THE PROBLEM OF DECEPTIVE SIGNALLING

There is probably no single issue that has generated more philosophical interest and debate than the possibility that animals are capable of behaving deceptively (Griffin, 1981, 1984, 1992; Ristau, 1983; Mitchell and Thompson, 1986; Whiten and Byrne, 1988; Byrne and Whiten, 1990, 1991). This is perhaps because successful deception requires a degree of cognitive complexity and flexibility in behaviour that is qualitatively distinct from that envisaged both in traditional ethological accounts and in behaviourist analyses. As such, strong evidence for deception in the vernacular sense narrows considerably the gap between the cognitive properties of non-human animals and those that we impute to other humans. Like the issue of language, the problem of deception bears directly on the degree of continuity between humans and non-human animals and on the question of human uniqueness.

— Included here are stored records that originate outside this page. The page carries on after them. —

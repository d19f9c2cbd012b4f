//! Тесты детерминизма
//!
//! Проверяем что симуляция с одинаковым seed даёт идентичные результаты:
//! случайный урон (DeterministicRng) по акторам с cascade связями.

use bevy::prelude::*;
use rand::Rng;
use vitals_simulation::*;

/// Система: каждый шаг случайный урон случайному актору
fn random_damage(
    mut rng: ResMut<DeterministicRng>,
    actors: Query<Entity, With<Actor>>,
    mut requests: EventWriter<DamageRequest>,
) {
    let mut targets: Vec<Entity> = actors.iter().collect();
    if targets.is_empty() {
        return;
    }
    targets.sort_by_key(|entity| entity.index());

    let target = targets[rng.rng.gen_range(0..targets.len())];
    let damage = rng.rng.gen_range(1.0..12.0);
    requests.write(DamageRequest {
        target,
        damage,
        impulse: Vec3::ZERO,
    });
}

fn step(app: &mut App) {
    let timestep = app.world().resource::<Time<Fixed>>().timestep();
    app.world_mut().resource_mut::<Time<Fixed>>().advance_by(timestep);
    app.world_mut().run_schedule(FixedUpdate);
}

/// Запускает симуляцию и возвращает snapshot мира
fn run_simulation(seed: u64, group_count: usize, tick_count: usize) -> Vec<u8> {
    let mut app = create_headless_app(seed);
    app.add_systems(FixedUpdate, random_damage.in_set(VitalsSet::Input));

    let world = app.world_mut();
    for group in 0..group_count {
        let minions: Vec<Entity> = (0..3)
            .map(|i| {
                spawn_actor(
                    world,
                    &ActorConfig {
                        name: format!("minion {}-{}", group, i),
                        health: HealthConfig {
                            starting_hp: 40.0,
                            invincible_after_hit: 0.2,
                            ..default()
                        },
                        remove_after: Some(1.0),
                        ..default()
                    },
                    ActorLinks::default(),
                )
                .unwrap()
            })
            .collect();

        spawn_actor(
            world,
            &ActorConfig {
                name: format!("leader {}", group),
                health: HealthConfig {
                    starting_hp: 80.0,
                    ..default()
                },
                ..default()
            },
            ActorLinks::default().kill_on_death(minions),
        )
        .unwrap();
    }

    for _ in 0..tick_count {
        step(&mut app);
    }

    vitals_snapshot(app.world_mut())
}

#[test]
fn test_determinism_same_seed() {
    const SEED: u64 = 12345;

    let snapshot1 = run_simulation(SEED, 10, 600);
    let snapshot2 = run_simulation(SEED, 10, 600);

    assert_eq!(
        snapshot1, snapshot2,
        "Симуляция с одинаковым seed ({}) дала разные результаты!",
        SEED
    );
}

#[test]
fn test_determinism_multiple_runs() {
    const SEED: u64 = 42;

    // Запускаем 5 раз — все должны быть идентичны
    let snapshots: Vec<_> = (0..5).map(|_| run_simulation(SEED, 5, 300)).collect();

    for (i, snapshot) in snapshots.iter().enumerate().skip(1) {
        assert_eq!(
            snapshots[0], *snapshot,
            "Прогон {} дал результат отличный от прогона 0",
            i
        );
    }
}

#[test]
fn test_different_seeds_diverge() {
    let snapshot1 = run_simulation(1, 5, 300);
    let snapshot2 = run_simulation(2, 5, 300);

    assert_ne!(snapshot1, snapshot2);
}
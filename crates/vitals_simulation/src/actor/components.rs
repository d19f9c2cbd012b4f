//! Базовые компоненты акторов: Actor, ActorConfig, ActorLinks, lifecycle маркеры

use std::sync::atomic::{AtomicU64, Ordering};

use bevy::prelude::*;
use serde::{Deserialize, Serialize};

use crate::error::ActorSetupError;
use crate::health::HealthConfig;

static NEXT_ACTOR_ID: AtomicU64 = AtomicU64::new(1);

/// Opaque identity актора, уникален в пределах процесса
#[derive(Debug, Clone, Copy, PartialEq, Eq, Hash, PartialOrd, Ord)]
pub struct ActorId(u64);

impl ActorId {
    pub fn generate() -> Self {
        Self(NEXT_ACTOR_ID.fetch_add(1, Ordering::Relaxed))
    }

    pub fn raw(self) -> u64 {
        self.0
    }
}

/// Актор (игрок, враг, турель, спавнер)
///
/// Связывает Health с реакциями (`ActorReactions`) и другими акторами (`ActorLinks`).
#[derive(Component, Debug, Clone)]
pub struct Actor {
    id: ActorId,
}

impl Actor {
    pub fn new() -> Self {
        Self {
            id: ActorId::generate(),
        }
    }

    pub fn id(&self) -> ActorId {
        self.id
    }
}

impl Default for Actor {
    fn default() -> Self {
        Self::new()
    }
}

/// Конфигурация актора (читается при spawn, ядро её не мутирует)
#[derive(Debug, Clone, PartialEq, Serialize, Deserialize)]
#[serde(default)]
pub struct ActorConfig {
    pub name: String,
    pub health: HealthConfig,
    pub hide_on_death: bool,
    pub destroy_on_death: bool,
    /// Deferred despawn после смерти (секунды), None = труп остаётся
    pub remove_after: Option<f32>,
    pub death_particles: bool,
}

impl Default for ActorConfig {
    fn default() -> Self {
        Self {
            name: "Actor".to_string(),
            health: HealthConfig::default(),
            hide_on_death: true,
            destroy_on_death: false,
            remove_after: None,
            death_particles: true,
        }
    }
}

impl ActorConfig {
    /// JSON prefab → config (с валидацией)
    pub fn from_json(source: &str) -> Result<Self, ActorSetupError> {
        let config: Self = serde_json::from_str(source)?;
        config.validate()?;
        Ok(config)
    }

    pub fn validate(&self) -> Result<(), ActorSetupError> {
        let hp = self.health.starting_hp;
        if !hp.is_finite() || hp <= 0.0 {
            return Err(ActorSetupError::InvalidStartingHp(hp));
        }

        let window = self.health.invincible_after_hit;
        if !window.is_finite() || window < 0.0 {
            return Err(ActorSetupError::InvalidInvincibility(window));
        }

        if let Some(delay) = self.remove_after {
            if !delay.is_finite() || delay < 0.0 {
                return Err(ActorSetupError::InvalidRemovalDelay(delay));
            }
        }

        Ok(())
    }
}

/// Weak links на другие entities (lookup only, без ownership).
///
/// Despawned entity в списке — не ошибка, при cascade она пропускается.
#[derive(Component, Debug, Clone, Default, PartialEq)]
pub struct ActorLinks {
    /// Акторы, убиваемые (INSTAKILL) при смерти этого
    pub kill_on_death: Vec<Entity>,
    /// Объекты, деактивируемые при смерти
    pub disable_on_death: Vec<Entity>,
    /// Collision surfaces (передаются в Health)
    pub colliders: Vec<Entity>,
}

impl ActorLinks {
    pub fn kill_on_death(mut self, actors: impl IntoIterator<Item = Entity>) -> Self {
        self.kill_on_death.extend(actors);
        self
    }

    pub fn disable_on_death(mut self, objects: impl IntoIterator<Item = Entity>) -> Self {
        self.disable_on_death.extend(objects);
        self
    }

    pub fn colliders(mut self, colliders: impl IntoIterator<Item = Entity>) -> Self {
        self.colliders.extend(colliders);
        self
    }
}

/// Death policy (из ActorConfig)
#[derive(Component, Debug, Clone, Copy, PartialEq)]
pub struct DeathPolicy {
    pub hide_on_death: bool,
    pub destroy_on_death: bool,
    pub remove_after: Option<f32>,
    pub death_particles: bool,
}

impl Default for DeathPolicy {
    fn default() -> Self {
        Self::from(&ActorConfig::default())
    }
}

impl From<&ActorConfig> for DeathPolicy {
    fn from(config: &ActorConfig) -> Self {
        Self {
            hide_on_death: config.hide_on_death,
            destroy_on_death: config.destroy_on_death,
            remove_after: config.remove_after,
            death_particles: config.death_particles,
        }
    }
}

/// Gameplay подсистемы актора (AI, movement, targeting, attack).
///
/// Внешние системы (behaviour tree, movement) проверяют флаги перед работой.
/// Смерть выключает всё в том же шаге.
#[derive(Component, Debug, Clone, Copy, PartialEq, Eq)]
pub struct Gameplay {
    pub ai: bool,
    pub movement: bool,
    pub targeting: bool,
    pub attack: bool,
}

impl Default for Gameplay {
    fn default() -> Self {
        Self {
            ai: true,
            movement: true,
            targeting: true,
            attack: true,
        }
    }
}

impl Gameplay {
    pub fn disable_all(&mut self) {
        *self = Self {
            ai: false,
            movement: false,
            targeting: false,
            attack: false,
        };
    }

    pub fn any_enabled(&self) -> bool {
        self.ai || self.movement || self.targeting || self.attack
    }
}

/// Компонент-маркер: актор мёртв (Dead lifecycle state)
#[derive(Component, Debug)]
pub struct Dead;

/// Компонент-маркер: визуал скрыт (hide_on_death)
#[derive(Component, Debug)]
pub struct Hidden;

/// Компонент-маркер: объект деактивирован cascade'ом
#[derive(Component, Debug)]
pub struct Deactivated;
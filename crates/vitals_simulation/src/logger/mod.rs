//! Глобальный logger симуляции
//!
//! Pluggable: host (тесты, headless binary, внешний движок) ставит свой `LogPrinter`
//! через `set_logger`. Без printer'а логирование — no-op.
//! Timestamp добавляется здесь, не в printer'е.

use once_cell::sync::Lazy;
use std::sync::{Mutex, MutexGuard};

static LOGGER: Lazy<Mutex<Option<Box<dyn LogPrinter>>>> = Lazy::new(|| Mutex::new(None));

static LOGGER_LEVEL: Lazy<Mutex<LogLevel>> = Lazy::new(|| Mutex::new(LogLevel::Debug));

// Poisoned mutex не должен ронять симуляцию из-за логов
fn lock<T>(mutex: &Mutex<T>) -> MutexGuard<'_, T> {
    mutex.lock().unwrap_or_else(|poisoned| poisoned.into_inner())
}

#[derive(Debug, Clone, Copy, PartialEq, Eq, PartialOrd, Ord, Hash)]
pub enum LogLevel {
    Debug,
    Info,
    Warning,
    Error,
}

impl LogLevel {
    pub fn as_str(&self) -> &'static str {
        match self {
            LogLevel::Debug => "DEBUG",
            LogLevel::Info => "INFO",
            LogLevel::Warning => "WARNING",
            LogLevel::Error => "ERROR",
        }
    }
}

pub trait LogPrinter: Send + Sync {
    fn log(&self, level: LogLevel, message: &str);
}

pub fn set_logger(logger: Box<dyn LogPrinter>) {
    *lock(&LOGGER) = Some(logger);
}

pub fn set_logger_if_needed(logger: Box<dyn LogPrinter>) {
    let mut slot = lock(&LOGGER);
    if slot.is_none() {
        *slot = Some(logger);
    }
}

/// Минимальный уровень (всё ниже отбрасывается до форматирования timestamp)
pub fn set_log_level(level: LogLevel) {
    *lock(&LOGGER_LEVEL) = level;
}

pub fn log_level() -> LogLevel {
    *lock(&LOGGER_LEVEL)
}

pub fn log(message: &str) {
    log_with_level(LogLevel::Debug, message);
}

pub fn log_info(message: &str) {
    log_with_level(LogLevel::Info, message);
}

pub fn log_warning(message: &str) {
    log_with_level(LogLevel::Warning, message);
}

pub fn log_error(message: &str) {
    log_with_level(LogLevel::Error, message);
}

pub fn log_with_level(level: LogLevel, message: &str) {
    if level < log_level() {
        return;
    }

    if let Some(logger) = lock(&LOGGER).as_ref() {
        let timestamp = chrono::Local::now().format("%Y-%m-%d %H:%M:%S%.3f");
        logger.log(level, &format!("[{}] {}", timestamp, message));
    }
}

/// stdout/stderr printer (headless binary, тесты)
pub struct ConsoleLogger;

impl LogPrinter for ConsoleLogger {
    fn log(&self, level: LogLevel, message: &str) {
        if level >= LogLevel::Warning {
            eprintln!("[{}] {}", level.as_str(), message);
        } else {
            println!("[{}] {}", level.as_str(), message);
        }
    }
}

pub fn init_logger() {
    set_logger_if_needed(Box::new(ConsoleLogger));
}

#[cfg(test)]
mod tests {
    use super::*;

    #[test]
    fn test_log_level_ordering() {
        assert!(LogLevel::Debug < LogLevel::Info);
        assert!(LogLevel::Info < LogLevel::Warning);
        assert!(LogLevel::Warning < LogLevel::Error);
        assert_eq!(LogLevel::Warning.as_str(), "WARNING");
    }
}
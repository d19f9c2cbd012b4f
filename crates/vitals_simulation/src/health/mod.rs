//! Health domain — HP, invulnerability gates, alive/dead state machine
//!
//! ECS ответственность:
//! - Health component (state machine + per-actor event channels)
//! - tick_health (invincibility window)
//! - disable_colliders (death → ColliderDisabled)
//!
//! Реакции на события (звук, cascade) — в `actor` домене.

pub mod components;
pub mod systems;


pub use components::{Health, HealthChange, HealthConfig, HealthEventKind, INSTAKILL};
pub use systems::{disable_colliders, tick_health};
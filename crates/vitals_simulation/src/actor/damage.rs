//! Damage / heal entry points актора
//!
//! Flow:
//! 1. impulse → ExternalImpulse тела (если есть rigid body)
//! 2. Health::take_damage (guards + per-actor каналы)
//! 3. Death → disable_colliders
//! 4. Re-broadcast: ActorDamaged / ActorDied
//! 5. ActorReactions (feedback, cascade, removal)
//!
//! Событие источника уходит до реакций: ActorDied источника cascade'а
//! всегда раньше ActorDied зависимых.

use bevy::prelude::*;
use bevy_rapier3d::prelude::ExternalImpulse;

use super::components::{Actor, ActorId};
use super::events::{ActorDamaged, ActorDied, ActorHealed, DamageRequest, HealRequest};
use super::reactions::dispatch_reactions;
use crate::health::{disable_colliders, Health, HealthChange, HealthEventKind};

/// Операции над акторами прямо на `World` (exclusive контекст, тесты, scripts)
pub trait ActorWorldExt {
    fn take_damage(&mut self, target: Entity, damage: f32, impulse: Vec3) -> bool;
    fn gain_health(&mut self, target: Entity, amount: f32) -> bool;
    fn is_alive(&self, target: Entity) -> bool;
    fn actor_id(&self, target: Entity) -> Option<ActorId>;
}

impl ActorWorldExt for World {
    fn take_damage(&mut self, target: Entity, damage: f32, impulse: Vec3) -> bool {
        take_damage(self, target, damage, impulse)
    }

    fn gain_health(&mut self, target: Entity, amount: f32) -> bool {
        gain_health(self, target, amount)
    }

    fn is_alive(&self, target: Entity) -> bool {
        is_alive(self, target)
    }

    fn actor_id(&self, target: Entity) -> Option<ActorId> {
        self.get::<Actor>(target).map(Actor::id)
    }
}

pub fn is_alive(world: &World, target: Entity) -> bool {
    world.get::<Health>(target).is_some_and(|h| h.is_alive())
}

/// Урон актору. Возвращает результат Health (false = отклонено guard'ом).
pub fn take_damage(world: &mut World, target: Entity, damage: f32, impulse: Vec3) -> bool {
    if world.get_entity(target).is_err() {
        crate::logger::log(&format!("take_damage: {:?} despawned — ignore", target));
        return false;
    }

    // Impulse применяется даже если урон отклонён (knockback от неуязвимого)
    if impulse != Vec3::ZERO {
        if let Some(mut body) = world.get_mut::<ExternalImpulse>(target) {
            body.impulse += impulse;
        }
    }

    let (change, died, colliders) = {
        let Some(mut health) = world.get_mut::<Health>(target) else {
            crate::logger::log_warning(&format!("take_damage: {:?} has no Health component", target));
            return false;
        };

        let was_alive = health.is_alive();
        if !health.take_damage(damage) {
            return false;
        }

        let died = was_alive && !health.is_alive();
        let colliders = if died { health.colliders().to_vec() } else { Vec::new() };
        (HealthChange { amount: damage, hp: health.hp() }, died, colliders)
    };

    let id = world.get::<Actor>(target).map(Actor::id);

    if died {
        disable_colliders(world, &colliders);
        crate::logger::log_info(&format!(
            "💀 Actor {:?} died ({} damage, hp {})",
            target, change.amount, change.hp
        ));

        if let Some(id) = id {
            world.send_event(ActorDied {
                entity: target,
                id,
                damage: change.amount,
                hp: change.hp,
            });
        }
        dispatch_reactions(world, target, HealthEventKind::Death, change);
    } else {
        if let Some(id) = id {
            world.send_event(ActorDamaged {
                entity: target,
                id,
                damage: change.amount,
                hp: change.hp,
            });
        }
        dispatch_reactions(world, target, HealthEventKind::DamageTaken, change);
    }

    true
}

/// Лечение актора. false если мёртв / нет Health.
pub fn gain_health(world: &mut World, target: Entity, amount: f32) -> bool {
    let change = {
        let Some(mut health) = world.get_mut::<Health>(target) else {
            return false;
        };
        if !health.gain_health(amount) {
            return false;
        }
        HealthChange { amount, hp: health.hp() }
    };

    if let Some(id) = world.get::<Actor>(target).map(Actor::id) {
        world.send_event(ActorHealed {
            entity: target,
            id,
            amount: change.amount,
            hp: change.hp,
        });
    }

    dispatch_reactions(world, target, HealthEventKind::HealthGained, change);

    true
}

/// System: queued DamageRequest / HealRequest → take_damage / gain_health
///
/// Exclusive: cascade требует `&mut World`. Запросы одного шага
/// обрабатываются в порядке отправки (лечение после урона).
pub fn apply_damage_requests(world: &mut World) {
    let damage_requests: Vec<DamageRequest> = match world.get_resource_mut::<Events<DamageRequest>>() {
        Some(mut events) => events.drain().collect(),
        None => Vec::new(),
    };

    for request in damage_requests {
        take_damage(world, request.target, request.damage, request.impulse);
    }

    let heal_requests: Vec<HealRequest> = match world.get_resource_mut::<Events<HealRequest>>() {
        Some(mut events) => events.drain().collect(),
        None => Vec::new(),
    };

    for request in heal_requests {
        gain_health(world, request.target, request.amount);
    }
}
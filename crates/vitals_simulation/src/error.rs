//! Setup-time ошибки (misconfiguration)
//!
//! Steady-state операции (take_damage / gain_health) ошибок не возвращают —
//! отказ по guard'у это bool false. Здесь только то, что должно
//! остановить активацию актора.

use bevy::prelude::Entity;
use thiserror::Error;

#[derive(Debug, Error)]
pub enum ActorSetupError {
    #[error("invalid starting hp {0}: must be finite and > 0")]
    InvalidStartingHp(f32),

    #[error("invalid invincibility window {0}s: must be finite and >= 0")]
    InvalidInvincibility(f32),

    #[error("invalid removal delay {0}s: must be finite and >= 0")]
    InvalidRemovalDelay(f32),

    #[error("actor {0:?} lists itself as a death-cascade target")]
    SelfCascade(Entity),

    #[error("actor {entity:?} is missing required component {component}")]
    MissingComponent {
        entity: Entity,
        component: &'static str,
    },

    #[error("entity {0:?} does not exist")]
    NoSuchEntity(Entity),

    #[error("resource {0} is not initialised (add SimulationPlugin)")]
    MissingResource(&'static str),

    #[error("failed to parse actor config")]
    ParseConfig(#[from] serde_json::Error),
}
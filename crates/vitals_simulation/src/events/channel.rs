//! EventHandler — типизированный pub/sub канал для одного event kind
//!
//! Каждый kind (HealthGained, DamageTaken, Death, HazardEnter, ...) — отдельный
//! `EventHandler<E>` со своим списком подписчиков.
//!
//! Семантика:
//! - `subscribe` возвращает `SubscriptionId`, `unsubscribe` по id (повторный — no-op)
//! - `invoke` вызывает всех подписчиков синхронно, в порядке подписки
//! - перед вызовом берётся snapshot списка, mutex НЕ держится во время handler'ов
//!   (handler может subscribe/unsubscribe в тот же канал)
//! - канал не владеет lifetime слушателей: отписка — ответственность вызывающего

use std::sync::{Arc, Mutex, MutexGuard};

/// Токен подписки (уникален в пределах одного канала)
#[derive(Debug, Clone, Copy, PartialEq, Eq, Hash, PartialOrd, Ord)]
pub struct SubscriptionId(u64);

type Handler<E> = Arc<dyn Fn(&E) + Send + Sync>;

struct Subscribers<E> {
    next_id: u64,
    handlers: Vec<(SubscriptionId, Handler<E>)>,
}

/// Subscriber list для одного event kind.
///
/// `Clone` делит тот же список (как ScriptableObject-канал, на который
/// ссылаются несколько владельцев).
pub struct EventHandler<E> {
    inner: Arc<Mutex<Subscribers<E>>>,
}

impl<E> Default for EventHandler<E> {
    fn default() -> Self {
        Self {
            inner: Arc::new(Mutex::new(Subscribers {
                next_id: 0,
                handlers: Vec::new(),
            })),
        }
    }
}

impl<E> Clone for EventHandler<E> {
    fn clone(&self) -> Self {
        Self {
            inner: Arc::clone(&self.inner),
        }
    }
}

impl<E> std::fmt::Debug for EventHandler<E> {
    fn fmt(&self, f: &mut std::fmt::Formatter<'_>) -> std::fmt::Result {
        f.debug_struct("EventHandler")
            .field("subscribers", &self.len())
            .finish()
    }
}

impl<E> EventHandler<E> {
    pub fn new() -> Self {
        Self::default()
    }

    // Poisoned mutex: handler паниковал в другом потоке, список при этом валиден
    fn lock(&self) -> MutexGuard<'_, Subscribers<E>> {
        self.inner.lock().unwrap_or_else(|poisoned| poisoned.into_inner())
    }

    /// Подписка. Повторная подписка того же handler'а допустима — получит новый id.
    pub fn subscribe(&self, handler: impl Fn(&E) + Send + Sync + 'static) -> SubscriptionId {
        let mut subscribers = self.lock();
        let id = SubscriptionId(subscribers.next_id);
        subscribers.next_id += 1;
        subscribers.handlers.push((id, Arc::new(handler)));
        id
    }

    /// Отписка. Возвращает false если id уже отписан (или чужой).
    pub fn unsubscribe(&self, id: SubscriptionId) -> bool {
        let mut subscribers = self.lock();
        let before = subscribers.handlers.len();
        subscribers.handlers.retain(|(existing, _)| *existing != id);
        subscribers.handlers.len() != before
    }

    /// Синхронный вызов всех подписчиков (snapshot на момент вызова)
    pub fn invoke(&self, event: &E) {
        let snapshot: Vec<Handler<E>> = self
            .lock()
            .handlers
            .iter()
            .map(|(_, handler)| Arc::clone(handler))
            .collect();

        for handler in snapshot {
            handler(event);
        }
    }

    pub fn len(&self) -> usize {
        self.lock().handlers.len()
    }

    pub fn is_empty(&self) -> bool {
        self.len() == 0
    }

    pub fn clear(&self) {
        self.lock().handlers.clear();
    }
}

impl<E: Clone + Send + 'static> EventHandler<E> {
    /// Подписка-буфер: копии событий складываются в `Inbox`,
    /// ECS система забирает их позже в этом же шаге (`Inbox::drain`).
    pub fn subscribe_inbox(&self) -> (SubscriptionId, Inbox<E>) {
        let inbox = Inbox::default();
        let sink = inbox.clone();
        let id = self.subscribe(move |event: &E| sink.push(event.clone()));
        (id, inbox)
    }
}

/// Буфер событий между pub/sub каналом и ECS системами
pub struct Inbox<E> {
    items: Arc<Mutex<Vec<E>>>,
}

impl<E> Default for Inbox<E> {
    fn default() -> Self {
        Self {
            items: Arc::new(Mutex::new(Vec::new())),
        }
    }
}

impl<E> Clone for Inbox<E> {
    fn clone(&self) -> Self {
        Self {
            items: Arc::clone(&self.items),
        }
    }
}

impl<E> std::fmt::Debug for Inbox<E> {
    fn fmt(&self, f: &mut std::fmt::Formatter<'_>) -> std::fmt::Result {
        f.debug_struct("Inbox").field("pending", &self.lock().len()).finish()
    }
}

impl<E> Inbox<E> {
    fn lock(&self) -> MutexGuard<'_, Vec<E>> {
        self.items.lock().unwrap_or_else(|poisoned| poisoned.into_inner())
    }

    pub fn push(&self, item: E) {
        self.lock().push(item);
    }

    /// Забрать всё накопленное (в порядке поступления)
    pub fn drain(&self) -> Vec<E> {
        std::mem::take(&mut *self.lock())
    }

    pub fn is_empty(&self) -> bool {
        self.lock().is_empty()
    }
}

I will focus especially on deceptive signalling in the specific sense of transmitting false information about external events. I shall argue that analyses of referential signals make a critical contribution to understanding whether this phenomenon occurs in the natural behaviour of animals.

It is important to be rigorous in separating the cognitive use of 'deception' from a purely functional one (Mitchell, 1986). The Batesian mimicry of the viceroy butterfly provides a classic example of functional deception, but this hardly encourages us to speculate about its mental state. It is not, however, always straightforward to deduce which of these senses is intended in published accounts of deceptive behaviour (see below).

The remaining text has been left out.